## WHAT NEEDS TO BE DONE
Transcribe every record below word for word.

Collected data
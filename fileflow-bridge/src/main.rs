//! FileFlow platform bridge daemon

use std::net::SocketAddr;
use std::sync::Arc;

use clap::Parser;
use tokio::net::TcpListener;

use fileflow_bridge::args::Args;
use fileflow_bridge::bridge::Bridge;
use fileflow_bridge::connection;
use fileflow_bridge::constants::*;
use fileflow_bridge::notifications::DesktopNotifier;
use fileflow_common::PROTOCOL_VERSION;

#[tokio::main]
async fn main() {
    let args = Args::parse();

    // Print banner first
    println!(
        "{}{} (protocol {})",
        MSG_BANNER,
        env!("CARGO_PKG_VERSION"),
        PROTOCOL_VERSION
    );

    let notifier = Arc::new(DesktopNotifier::new(&args.app_name));
    let bridge = Arc::new(Bridge::new(
        notifier,
        args.multicast_group,
        args.multicast_port,
        args.debug,
    ));

    // Bind the driver listener
    let addr = SocketAddr::new(args.bind, args.port);
    let listener = match TcpListener::bind(addr).await {
        Ok(listener) => listener,
        Err(e) => {
            eprintln!("{}{}: {}", ERR_BIND_FAILED, addr, e);
            std::process::exit(1);
        }
    };
    println!("{}{}", MSG_LISTENING, addr);

    // Setup graceful shutdown handling
    let shutdown_signal = setup_shutdown_signal();

    let debug = args.debug;
    tokio::select! {
        _ = shutdown_signal => {
            println!("{}", MSG_SHUTDOWN_RECEIVED);
        }
        // Driver accept loop
        _ = async {
            loop {
                match listener.accept().await {
                    Ok((socket, peer_addr)) => {
                        if debug {
                            println!("Driver connected: {}", peer_addr);
                        }
                        let bridge = bridge.clone();
                        tokio::spawn(async move {
                            if let Err(e) =
                                connection::handle_connection(socket, peer_addr, bridge).await
                            {
                                eprintln!("{}{}: {}", ERR_CONNECTION, peer_addr, e);
                            } else if debug {
                                println!("Driver disconnected: {}", peer_addr);
                            }
                        });
                    }
                    Err(e) => {
                        eprintln!("{}{}", ERR_ACCEPT, e);
                    }
                }
            }
        } => {}
    }

    // Release the multicast reservation and clear the presence entry so the
    // OS is not left with a stale membership or an orphaned notification
    bridge.shutdown();
}

/// Setup graceful shutdown signal handling (Ctrl+C)
async fn setup_shutdown_signal() {
    #[cfg(unix)]
    {
        use tokio::signal::unix::{SignalKind, signal};

        let mut sigterm = signal(SignalKind::terminate()).expect(ERR_SIGNAL_SIGTERM);
        let mut sigint = signal(SignalKind::interrupt()).expect(ERR_SIGNAL_SIGINT);

        tokio::select! {
            _ = sigterm.recv() => {},
            _ = sigint.recv() => {},
        }
    }

    #[cfg(not(unix))]
    {
        tokio::signal::ctrl_c().await.expect(ERR_SIGNAL_CTRLC);
    }
}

## SOLUTION TO THE EXERCISE
filename fileflow-bridge/src/main.rs
//! FileFlow platform bridge daemon

use std::net::SocketAddr;
use std::sync::Arc;

use clap::Parser;
use tokio::net::TcpListener;

use fileflow_bridge::args::Args;
use fileflow_bridge::bridge::Bridge;
use fileflow_bridge::connection;
use fileflow_bridge::constants::*;
use fileflow_bridge::notifications::DesktopNotifier;
use fileflow_common::PROTOCOL_VERSION;

#[tokio::main]
async fn main() {
    let args = Args::parse();

    // Print banner first
    println!(
        "{}{} (protocol {})",
        MSG_BANNER,
        env!("CARGO_PKG_VERSION"),
        PROTOCOL_VERSION
    );

    let notifier = Arc::new(DesktopNotifier::new(&args.app_name));
    let bridge = Arc::new(Bridge::new(
        notifier,
        args.multicast_group,
        args.multicast_port,
        args.debug,
    ));

    // Bind the driver listener
    let addr = SocketAddr::new(args.bind, args.port);
    let listener = match TcpListener::bind(addr).await {
        Ok(listener) => listener,
        Err(e) => {
            eprintln!("{}{}: {}", ERR_BIND_FAILED, addr, e);
            std::process::exit(1);
        }
    };
    println!("{}{}", MSG_LISTENING, addr);

    // Setup graceful shutdown handling
    let shutdown_signal = setup_shutdown_signal();

    let debug = args.debug;
    tokio::select! {
        _ = shutdown_signal => {
            println!("{}", MSG_SHUTDOWN_RECEIVED);
        }
        // Driver accept loop
        _ = async {
            loop {
                match listener.accept().await {
                    Ok((socket, peer_addr)) => {
                        if debug {
                            println!("Driver connected: {}", peer_addr);
                        }
                        let bridge = bridge.clone();
                        tokio::spawn(async move {
                            if let Err(e) =
                                connection::handle_connection(socket, peer_addr, bridge).await
                            {
                                eprintln!("{}{}: {}", ERR_CONNECTION, peer_addr, e);
                            } else if debug {
                                println!("Driver disconnected: {}", peer_addr);
                            }
                        });
                    }
                    Err(e) => {
                        eprintln!("{}{}", ERR_ACCEPT, e);
                    }
                }
            }
        } => {}
    }

    // Release the multicast reservation and clear the presence entry so the
    // OS is not left with a stale membership or an orphaned notification
    bridge.shutdown();
}

/// Setup graceful shutdown signal handling (Ctrl+C)
async fn setup_shutdown_signal() {
    #[cfg(unix)]
    {
        use tokio::signal::unix::{SignalKind, signal};

        let mut sigterm = signal(SignalKind::terminate()).expect(ERR_SIGNAL_SIGTERM);
        let mut sigint = signal(SignalKind::interrupt()).expect(ERR_SIGNAL_SIGINT);

        tokio::select! {
            _ = sigterm.recv() => {},
            _ = sigint.recv() => {},
        }
    }

    #[cfg(not(unix))]
    {
        tokio::signal::ctrl_c().await.expect(ERR_SIGNAL_CTRLC);
    }
}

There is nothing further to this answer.